Sábado, 1 de Abril de 2000
Apesar do acordar violento a meio da noite e da
luz da manhã, acordei muito bem disposto. Estava um dia
magnífico e não havia um minuto a perder.
Saí cedo, porque queria aproveitar o dia
para fazer algumas compras para a casa. Nada de especial, mas queria
comprar um cobertor ou coisa parecida, para ver se devolvia os
sacos-cama que ando a usar como cobertores, ao Singh.
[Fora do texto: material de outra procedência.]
impl TemplateWorkbook {
    /// Open a workbook from a file path
    pub fn open<P: AsRef<Path>>(path: P) -> XlsxResult<Self> {
        Self::from_package(Package::open(path)?)
    }

    /// Open a workbook from a reader
    pub fn read<R: Read + Seek>(reader: R) -> XlsxResult<Self> {
        Self::from_package(Package::read(reader)?)
    }

    fn from_package(package: Package) -> XlsxResult<Self> {
        let workbook_part = match package.part("_rels/.rels") {
            Some(rels) => read_relationships(rels)?
                .into_iter()
                .find(|r| r.rel_type.ends_with(REL_OFFICE_DOCUMENT))
                .map(|r| resolve_target("", &r.target))
                .unwrap_or_else(|| "xl/workbook.xml".to_string()),
            None => "xl/workbook.xml".to_string(),
        };

        let base_dir = part_dir(&workbook_part).to_string();
        let rels = match package.part(&rels_part_for(&workbook_part)) {
            Some(xml) => read_relationships(xml)?,
            None => Vec::new(),
        };

        let (listed, active_tab) = read_workbook_xml(package.require(&workbook_part)?)?;
        if listed.is_empty() {
            return Err(XlsxError::InvalidFormat("workbook has no sheets".into()));
        }

        let sheets: Vec<SheetEntry> = listed
            .into_iter()
            .map(|(name, r_id)| {
                let rel = rels.iter().find(|r| r.id == r_id);
                SheetEntry {
                    name,
                    part: rel.map(|r| resolve_target(&base_dir, &r.target)),
                    is_worksheet: rel.map_or(false, |r| r.rel_type.ends_with(REL_WORKSHEET)),
                }
            })
            .collect();

        let shared_strings_part = rels
            .iter()
            .find(|r| r.rel_type.ends_with(REL_SHARED_STRINGS))
            .map(|r| resolve_target(&base_dir, &r.target));
        let shared_strings = match shared_strings_part.as_deref().and_then(|p| package.part(p)) {
            Some(xml) => read_shared_strings(xml)?,
            None => Vec::new(),
        };

        let active = if active_tab < sheets.len() { active_tab } else { 0 };

        log::debug!(
            "Opened workbook with {} sheet(s), active sheet '{}'",
            sheets.len(),
            sheets[active].name
        );

        Ok(Self {
            package,
            workbook_part,
            sheets,
            active,
            shared_strings,
            edits: BTreeMap::new(),
        })
    }

    /// Sheet names in workbook order
    pub fn sheet_names(&self) -> impl Iterator<Item = &str> {
        self.sheets.iter().map(|s| s.name.as_str())
    }

    /// Name of the sheet unqualified references point into
    pub fn active_sheet_name(&self) -> &str {
        &self.sheets[self.active].name
    }

    /// Index of a sheet by name; `None` means the active sheet.
    ///
    /// Exact matches win; otherwise names compare case-insensitively, as
    /// spreadsheet applications treat them.
    fn sheet_index(&self, name: Option<&str>) -> XlsxResult<usize> {
        let Some(name) = name else {
            return Ok(self.active);
        };

        self.sheets
            .iter()
            .position(|s| s.name == name)
            .or_else(|| {
                self.sheets
                    .iter()
                    .position(|s| s.name.to_lowercase() == name.to_lowercase())
            })
            .ok_or_else(|| XlsxError::SheetNotFound(name.to_string()))
    }

    /// Current value of a cell rendered as text, `None` when the cell is empty.
    ///
    /// Formula cells yield their cached result; booleans render as
    /// `TRUE`/`FALSE`; numbers keep the text stored in the file.
    pub fn cell_value(&self, reference: &CellReference) -> XlsxResult<Option<String>> {
        let index = self.sheet_index(reference.sheet.as_deref())?;

        if let Some(staged) = self
            .edits
            .get(&index)
            .and_then(|edits| edits.get(&reference.address))
        {
            return Ok(Some(staged.clone()));
        }

        let sheet = &self.sheets[index];
        let part = sheet
            .part
            .as_deref()
            .ok_or_else(|| XlsxError::MissingPart(format!("sheet '{}'", sheet.name)))?;

        find_cell(self.package.require(part)?, reference.address, &self.shared_strings)
    }

    /// Stage a text value for a cell; applied on save.
    pub fn set_cell_value(&mut self, reference: &CellReference, value: &str) -> XlsxResult<()> {
        let index = self.sheet_index(reference.sheet.as_deref())?;

        let sheet = &self.sheets[index];
        if !sheet.is_worksheet || sheet.part.is_none() {
            return Err(XlsxError::InvalidFormat(format!(
                "'{}' is not a worksheet",
                sheet.name
            )));
        }

        self.edits
            .entry(index)
            .or_default()
            .insert(reference.address, value.to_string());
        Ok(())
    }

    /// Number of staged cell writes
    pub fn pending_writes(&self) -> usize {
        self.edits.values().map(|e| e.len()).sum()
    }

    /// Write the workbook, with staged values applied, to a file path
    pub fn save<P: AsRef<Path>>(&self, path: P) -> XlsxResult<()> {
        self.patched_package()?.save(path)
    }

    /// Write the workbook, with staged values applied, to a writer
    pub fn write<W: Write + Seek>(&self, writer: W) -> XlsxResult<()> {
        self.patched_package()?.write(writer)
    }

    fn patched_package(&self) -> XlsxResult<Package> {
        let mut package = self.package.clone();
        let mut replaced_formula = false;

        for (&index, edits) in self.edits.iter().filter(|(_, e)| !e.is_empty()) {
            let sheet = &self.sheets[index];
            let Some(part) = sheet.part.as_deref() else {
                continue;
            };

            let patched = patch::patch_worksheet(package.require(part)?, edits)?;
            log::debug!("Patched {} cell(s) in sheet '{}'", edits.len(), sheet.name);

            replaced_formula |= patched.replaced_formula;
            package.set_part(part, patched.xml);
        }

        if replaced_formula {
            self.drop_calc_chain(&mut package)?;
        }

        Ok(package)
    }

    /// Remove the calculation chain part and every reference to it.
    ///
    /// The chain lists formula cells; once one of them holds a plain value
    /// spreadsheet applications treat the stale chain as corruption. It is
    /// rebuilt on the next recalculation.
    fn drop_calc_chain(&self, package: &mut Package) -> XlsxResult<()> {
        let rels_part = rels_part_for(&self.workbook_part);
        let Some(rels_xml) = package.part(&rels_part) else {
            return Ok(());
        };

        let Some(chain) = read_relationships(rels_xml)?
            .into_iter()
            .find(|r| r.rel_type.ends_with(REL_CALC_CHAIN))
        else {
            return Ok(());
        };

        let chain_part = resolve_target(part_dir(&self.workbook_part), &chain.target);
        log::debug!("Dropping calculation chain '{}'", chain_part);

        let rels = patch::remove_elements(rels_xml, b"Relationship", |e| {
            Ok(attr_value(e, b"Id")?.as_deref() == Some(chain.id.as_str()))
        })?;
        package.set_part(&rels_part, rels);
        package.remove_part(&chain_part);

        if let Some(types) = package.part("[Content_Types].xml") {
            let part_name = format!("/{}", chain_part);
            let types = patch::remove_elements(types, b"Override", |e| {
                Ok(attr_value(e, b"PartName")?.as_deref() == Some(part_name.as_str()))
            })?;
            package.set_part("[Content_Types].xml", types);
        }

        Ok(())
    }
}
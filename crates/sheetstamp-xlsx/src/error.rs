//! XLSX error types

use thiserror::Error;

/// Result type for XLSX operations
pub type XlsxResult<T> = std::result::Result<T, XlsxError>;

/// Errors that can occur while reading or patching a workbook
#[derive(Debug, Error)]
pub enum XlsxError {
    /// IO error
    #[error("IO error: {0}")]
    Io(#[from] std::io::Error),

    /// ZIP error
    #[error("ZIP error: {0}")]
    Zip(#[from] zip::result::ZipError),

    /// XML error
    #[error("XML error: {0}")]
    Xml(#[from] quick_xml::Error),

    /// Invalid file format
    #[error("Invalid XLSX format: {0}")]
    InvalidFormat(String),

    /// Missing required part
    #[error("Missing required part: {0}")]
    MissingPart(String),

    /// Malformed `[Sheet!]A1` reference
    #[error("Invalid cell reference: {0}")]
    InvalidReference(String),

    /// Sheet not found by name
    #[error("Sheet not found: {0}")]
    SheetNotFound(String),
}
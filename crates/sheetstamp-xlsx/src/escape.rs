//! Excel's `_xHHHH_` string escapes

/// Decode Excel's `_xHHHH_` escape sequences in strings.
///
/// - `_x000d_` = CR
/// - `_x000a_` = LF
/// - `_x0009_` = Tab
/// - `_x005f_` = Underscore (escaped underscore)
pub(crate) fn decode_excel_escapes(s: &str) -> String {
    if !s.contains("_x") {
        return s.to_string();
    }

    let mut result = String::with_capacity(s.len());
    let mut rest = s;

    while let Some(pos) = rest.find("_x") {
        result.push_str(&rest[..pos]);
        let candidate = &rest[pos..];

        match parse_escape(candidate) {
            Some(decoded) => {
                result.push(decoded);
                rest = &candidate[7..];
            }
            None => {
                result.push('_');
                rest = &candidate[1..];
            }
        }
    }

    result.push_str(rest);
    result
}

/// Escape text so Excel reads it back verbatim.
///
/// Literal `_xHHHH_` sequences get their underscore escaped, and control
/// characters that XML 1.0 cannot carry are written as escapes.
pub(crate) fn encode_excel_escapes(s: &str) -> String {
    let mut result = String::with_capacity(s.len());

    for (i, c) in s.char_indices() {
        if c == '_' && parse_escape(&s[i..]).is_some() {
            result.push_str("_x005F_");
        } else if c.is_control() && !matches!(c, '\t' | '\n' | '\r') {
            result.push_str(&format!("_x{:04X}_", c as u32));
        } else {
            result.push(c);
        }
    }

    result
}

/// `_xHHHH_` at the start of `s`
fn parse_escape(s: &str) -> Option<char> {
    let bytes = s.as_bytes();
    if bytes.len() < 7 || &bytes[..2] != b"_x" || bytes[6] != b'_' {
        return None;
    }
    let hex = &s[2..6];
    if !hex.bytes().all(|b| b.is_ascii_hexdigit()) {
        return None;
    }
    u32::from_str_radix(hex, 16).ok().and_then(char::from_u32)
}
//! Template materializer: copy a template and fill the copy

use std::fmt;
use std::fs;
use std::path::{Path, PathBuf};

use indexmap::IndexMap;
use sheetstamp_xlsx::{TemplateWorkbook, XlsxError};

use crate::error::{Error, Result};
use crate::resolver;

/// Values to write, destination coordinate → text, in field order
pub type UserInputs = IndexMap<String, String>;

/// A cell that could not be written; the document is produced without it
#[derive(Debug, Clone, PartialEq, Eq)]
pub struct CellWarning {
    pub coordinate: String,
    pub message: String,
}

impl fmt::Display for CellWarning {
    fn fmt(&self, f: &mut fmt::Formatter<'_>) -> fmt::Result {
        write!(f, "{}: {}", self.coordinate, self.message)
    }
}

/// A generated document
#[derive(Debug, Clone, PartialEq, Eq)]
pub struct Materialized {
    pub path: PathBuf,
    /// Number of cells written
    pub written: usize,
    pub warnings: Vec<CellWarning>,
}

/// Copy `template_path` to `output_path` and write `values` into the copy.
///
/// Cell-level failures become [`CellWarning`]s. If the copy cannot be
/// opened or saved the partially written output is removed and
/// [`Error::FileWrite`] is returned.
pub fn materialize(
    template_path: &Path,
    values: &UserInputs,
    output_path: &Path,
) -> Result<Materialized> {
    if !template_path.is_file() {
        return Err(Error::TemplateFileNotFound(template_path.to_path_buf()));
    }

    if let Some(parent) = output_path.parent().filter(|p| !p.as_os_str().is_empty()) {
        fs::create_dir_all(parent).map_err(|e| file_write(output_path, e.into()))?;
    }

    fs::copy(template_path, output_path).map_err(|e| file_write(output_path, e.into()))?;

    fill_copy(values, output_path).map_err(|e| {
        if let Err(cleanup) = fs::remove_file(output_path) {
            log::warn!(
                "Could not remove partial output {}: {}",
                output_path.display(),
                cleanup
            );
        }
        file_write(output_path, e)
    })
}

fn fill_copy(values: &UserInputs, output_path: &Path) -> std::result::Result<Materialized, XlsxError> {
    let mut workbook = TemplateWorkbook::open(output_path)?;
    let mut warnings = Vec::new();

    for (coordinate, value) in values.iter() {
        if let Err(e) = resolver::write(&mut workbook, coordinate, value) {
            let warning = CellWarning {
                coordinate: coordinate.to_string(),
                message: e.to_string(),
            };
            log::warn!("{}: {}", output_path.display(), warning);
            warnings.push(warning);
        }
    }

    let written = workbook.pending_writes();
    if written > 0 {
        workbook.save(output_path)?;
    }

    log::debug!(
        "Wrote {} cell(s) to {}",
        written,
        output_path.display()
    );

    Ok(Materialized {
        path: output_path.to_path_buf(),
        written,
        warnings,
    })
}

fn file_write(path: &Path, source: XlsxError) -> Error {
    Error::FileWrite {
        path: path.to_path_buf(),
        source,
    }
}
Tomei o pequeno-almoço no Mac de Powell,
e rumei à Macy's. Não vi nada de especial, ainda
por cima eram feios e caríssimos. Desisti de procurar e
fui-me embora dali...
Telefonei à Cláudia para saber novidades
de casa e ela estava a acabar de ver o Benfica-Porto, que acho
que foi uma vergonha de um jogo de futebol, mas que deu a vitória
ao Benfica, ficando assim o caminho mais aberto para que o Sporting
seja CAMPEÃO. Não acredito que o meu Sporting vai
ser campeão ao fim de 17 anos e eu estou aqui... Eu nem vejo
futebol, mas estava capaz de ir a Alvalade ver o último
jogo.
Resolvi ir ver umas lojas de Banda Desenhada que
ficam perto da Ocean Beach, ali para os lados de Noriega com a
25ª. Digamos que é do outro lado da cidade junto ao
Pacífico. Apanhei o 71 em Market e depois de quase 40 minutos
de viagem turística pela cidade, vi o mar ao fundo da rua.
Estava uma tarde de verão. A temperatura
rondava os 30 graus centígrados, convém dizer que
estávamos nos 90 graus fahrenheit. Quando vi o mar, nem
pensei mais em banda desenhada, nem em mais nada... Saí na última
paragem antes do mar...
Entrei na praia. Estava mais fresco e havia um nevoeiro
pouco denso no ar, mas estava-se bem... Não fosse a praia
estar um bocado suja, aliás havia óleo na areia e
acho que tinha dormido um bocadinho ali deitado. Em vez disso,
meti os pés na água... Porra!!! Que a água é gelada!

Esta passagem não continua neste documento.